Records Start Marker
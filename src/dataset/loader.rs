use crate::dataset::models::{Coordinate, Dataset, VendorRecord, APPROVED_STATUS};
use crate::error::{Error, Result};
use csv::StringRecord;
use std::fs::File;
use std::io::Read;
use std::path::Path;
use tracing::{info, warn};

// Positional columns of the permit file
const COL_NAME: usize = 1;
const COL_FACILITY_TYPE: usize = 2;
const COL_ADDRESS: usize = 5;
const COL_STATUS: usize = 10;
const COL_FOOD_ITEMS: usize = 11;
const COL_LATITUDE: usize = 14;
const COL_LONGITUDE: usize = 15;
const COL_RECEIVED: usize = 20;

/// Minimum number of fields a data row must have
pub const MIN_FIELDS: usize = COL_RECEIVED + 1;

#[derive(Debug, Clone, Copy, Default)]
pub struct LoadOptions {
    /// Skip rows that fail to parse instead of aborting the load
    pub skip_malformed: bool,
}

/// Load the permit dataset from a CSV file on disk
pub fn load_from_path(path: impl AsRef<Path>, options: LoadOptions) -> Result<Dataset> {
    let path = path.as_ref();
    let file = File::open(path)?;

    let dataset = load_from_reader(file, options)?;

    info!(
        "Loaded {} approved vendors from {:?} ({} rows read, {} skipped)",
        dataset.len(),
        path,
        dataset.rows_read(),
        dataset.rows_skipped()
    );

    Ok(dataset)
}

/// Load the permit dataset from any CSV source. The first row is a header.
pub fn load_from_reader<R: Read>(reader: R, options: LoadOptions) -> Result<Dataset> {
    let mut csv_reader = csv::ReaderBuilder::new()
        .has_headers(true)
        .flexible(true)
        .from_reader(reader);

    let mut records = Vec::new();
    let mut rows_read = 0;
    let mut rows_skipped = 0;

    for row in csv_reader.records() {
        rows_read += 1;

        let parsed = row.map_err(Error::from).and_then(|row| parse_row(&row));

        match parsed {
            Ok(Some(record)) => records.push(record),
            Ok(None) => {}
            Err(e) if options.skip_malformed && is_recoverable(&e) => {
                warn!("Skipping malformed row: {}", e);
                rows_skipped += 1;
            }
            Err(e) => return Err(e),
        }
    }

    Ok(Dataset::new(records, rows_read, rows_skipped))
}

fn is_recoverable(error: &Error) -> bool {
    match error {
        Error::Parse(_) => true,
        Error::Csv(e) => !e.is_io_error(),
        _ => false,
    }
}

/// Parse one data row. Returns `None` for rows that are not approved.
fn parse_row(row: &StringRecord) -> Result<Option<VendorRecord>> {
    let line = row.position().map(|p| p.line()).unwrap_or_default();

    if row.len() < MIN_FIELDS {
        return Err(Error::Parse(format!(
            "line {line}: expected at least {MIN_FIELDS} fields, found {}",
            row.len()
        )));
    }

    // Freshness is validated before the status filter, so a malformed
    // row fails the load even if it would have been dropped
    let received_raw = row[COL_RECEIVED].trim();
    let received = received_raw.parse::<u64>().map_err(|_| {
        Error::Parse(format!(
            "line {line}: received value {received_raw:?} is not a non-negative integer"
        ))
    })?;

    if &row[COL_STATUS] != APPROVED_STATUS {
        return Ok(None);
    }

    let location = parse_location(line, &row[COL_LATITUDE], &row[COL_LONGITUDE]);

    Ok(Some(VendorRecord {
        name: row[COL_NAME].to_string(),
        facility_type: row[COL_FACILITY_TYPE].to_string(),
        address: row[COL_ADDRESS].to_string(),
        status: row[COL_STATUS].to_string(),
        food_items: row[COL_FOOD_ITEMS].to_string(),
        location,
        received,
    }))
}

/// Empty, zero or unparsable fields leave the permit without a location.
/// The row itself is still kept.
fn parse_location(line: u64, lat: &str, lon: &str) -> Option<Coordinate> {
    let (lat, lon) = (lat.trim(), lon.trim());
    if lat.is_empty() && lon.is_empty() {
        return None;
    }

    let (Ok(latitude), Ok(longitude)) = (lat.parse::<f64>(), lon.parse::<f64>()) else {
        warn!(
            "line {}: unusable coordinates ({:?}, {:?}), treating as no location",
            line, lat, lon
        );
        return None;
    };

    if latitude == 0.0 && longitude == 0.0 {
        return None;
    }

    Some(Coordinate::new(latitude, longitude))
}

#[cfg(test)]
mod tests {
    use super::*;

    const HEADER: &str = "locationid,Applicant,FacilityType,cnn,LocationDescription,Address,blocklot,block,lot,permit,Status,FoodItems,X,Y,Latitude,Longitude,Schedule,dayshours,NOISent,Approved,Received,PriorPermit,ExpirationDate,Location";

    fn row(name: &str, status: &str, food: &str, lat: &str, lon: &str, received: &str) -> String {
        format!(
            "1,{name},Truck,1,desc,1 Main St,bl,b,l,P1,{status},{food},0,0,{lat},{lon},sched,,,,{received},0,,"
        )
    }

    fn csv(rows: &[String]) -> String {
        let mut out = String::from(HEADER);
        for r in rows {
            out.push('\n');
            out.push_str(r);
        }
        out
    }

    #[test]
    fn test_keeps_only_approved_rows() {
        let data = csv(&[
            row("A", "APPROVED", "Tacos", "37.7", "-122.4", "20210101"),
            row("B", "REQUESTED", "Tacos", "37.7", "-122.4", "20210102"),
            row("C", "approved", "Tacos", "37.7", "-122.4", "20210103"),
            row("D", "APPROVED", "Pretzels", "", "", "20210104"),
        ]);

        let dataset = load_from_reader(data.as_bytes(), LoadOptions::default()).unwrap();

        assert_eq!(dataset.rows_read(), 4);
        assert_eq!(dataset.len(), 2);
        assert!(dataset
            .records()
            .iter()
            .all(|r| r.status == APPROVED_STATUS));
        assert_eq!(dataset.records()[0].name, "A");
        assert_eq!(dataset.records()[1].name, "D");
        assert_eq!(dataset.records()[1].location, None);
        assert_eq!(
            dataset.records()[0].location,
            Some(Coordinate::new(37.7, -122.4))
        );
    }

    #[test]
    fn test_header_only_and_empty_sources() {
        let dataset = load_from_reader(HEADER.as_bytes(), LoadOptions::default()).unwrap();
        assert!(dataset.is_empty());

        let dataset = load_from_reader("".as_bytes(), LoadOptions::default()).unwrap();
        assert!(dataset.is_empty());
    }

    #[test]
    fn test_non_numeric_received_is_parse_error() {
        let data = csv(&[row("A", "REQUESTED", "Tacos", "", "", "soon")]);

        let result = load_from_reader(data.as_bytes(), LoadOptions::default());
        assert!(matches!(result, Err(Error::Parse(_))));
    }

    #[test]
    fn test_short_row_is_parse_error() {
        let data = format!("{HEADER}\n1,A,Truck,1");

        let result = load_from_reader(data.as_bytes(), LoadOptions::default());
        assert!(matches!(result, Err(Error::Parse(_))));
    }

    #[test]
    fn test_skip_malformed_rows() {
        let data = csv(&[
            row("A", "APPROVED", "Tacos", "37.7", "-122.4", "20210101"),
            row("B", "APPROVED", "Tacos", "37.7", "-122.4", "-5"),
            "1,C,Truck,1".to_string(),
            row("D", "APPROVED", "Tacos", "37.7", "-122.4", "20210101"),
        ]);

        let options = LoadOptions {
            skip_malformed: true,
        };
        let dataset = load_from_reader(data.as_bytes(), options).unwrap();

        assert_eq!(dataset.len(), 2);
        assert_eq!(dataset.rows_skipped(), 2);
    }

    #[test]
    fn test_zero_or_bad_coordinates_mean_no_location() {
        assert_eq!(parse_location(2, "0", "0"), None);
        assert_eq!(parse_location(2, " ", ""), None);
        assert_eq!(parse_location(2, "37.7", ""), None);
        assert_eq!(parse_location(2, "N/A", "N/A"), None);
        assert_eq!(
            parse_location(2, "37.7", "-122.4"),
            Some(Coordinate::new(37.7, -122.4))
        );
    }

    #[test]
    fn test_bad_coordinates_keep_the_row() {
        let data = csv(&[
            row("A", "APPROVED", "Tacos", "37.7", "", "20210101"),
            row("B", "APPROVED", "Tacos", "N/A", "N/A", "20210102"),
            row("C", "APPROVED", "Tacos", "37.7", "-122.4", "20210103"),
        ]);

        let dataset = load_from_reader(data.as_bytes(), LoadOptions::default()).unwrap();

        assert_eq!(dataset.len(), 3);
        assert_eq!(dataset.records()[0].location, None);
        assert_eq!(dataset.records()[1].location, None);
        assert_eq!(
            dataset.records()[2].location,
            Some(Coordinate::new(37.7, -122.4))
        );
    }

    #[test]
    fn test_load_from_file_on_disk() {
        use std::io::Write;

        let data = csv(&[
            row("A", "APPROVED", "Tacos", "37.7", "-122.4", "20210101"),
            row("B", "EXPIRED", "Tacos", "37.7", "-122.4", "20210102"),
        ]);
        let mut file = tempfile::NamedTempFile::new().unwrap();
        file.write_all(data.as_bytes()).unwrap();
        file.flush().unwrap();

        let dataset = load_from_path(file.path(), LoadOptions::default()).unwrap();

        assert_eq!(dataset.rows_read(), 2);
        assert_eq!(dataset.len(), 1);
        assert_eq!(dataset.records()[0].name, "A");
    }

    #[test]
    fn test_missing_file_is_io_error() {
        let result = load_from_path("does/not/exist.csv", LoadOptions::default());
        assert!(matches!(result, Err(Error::Io(_))));
    }
}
Records End Marker
Whichever lines of the material hold the word "crate", find and copy them.

use crate::dataset::models::{Coordinate, Dataset, VendorRecord, APPROVED_STATUS};
use crate::error::{Error, Result};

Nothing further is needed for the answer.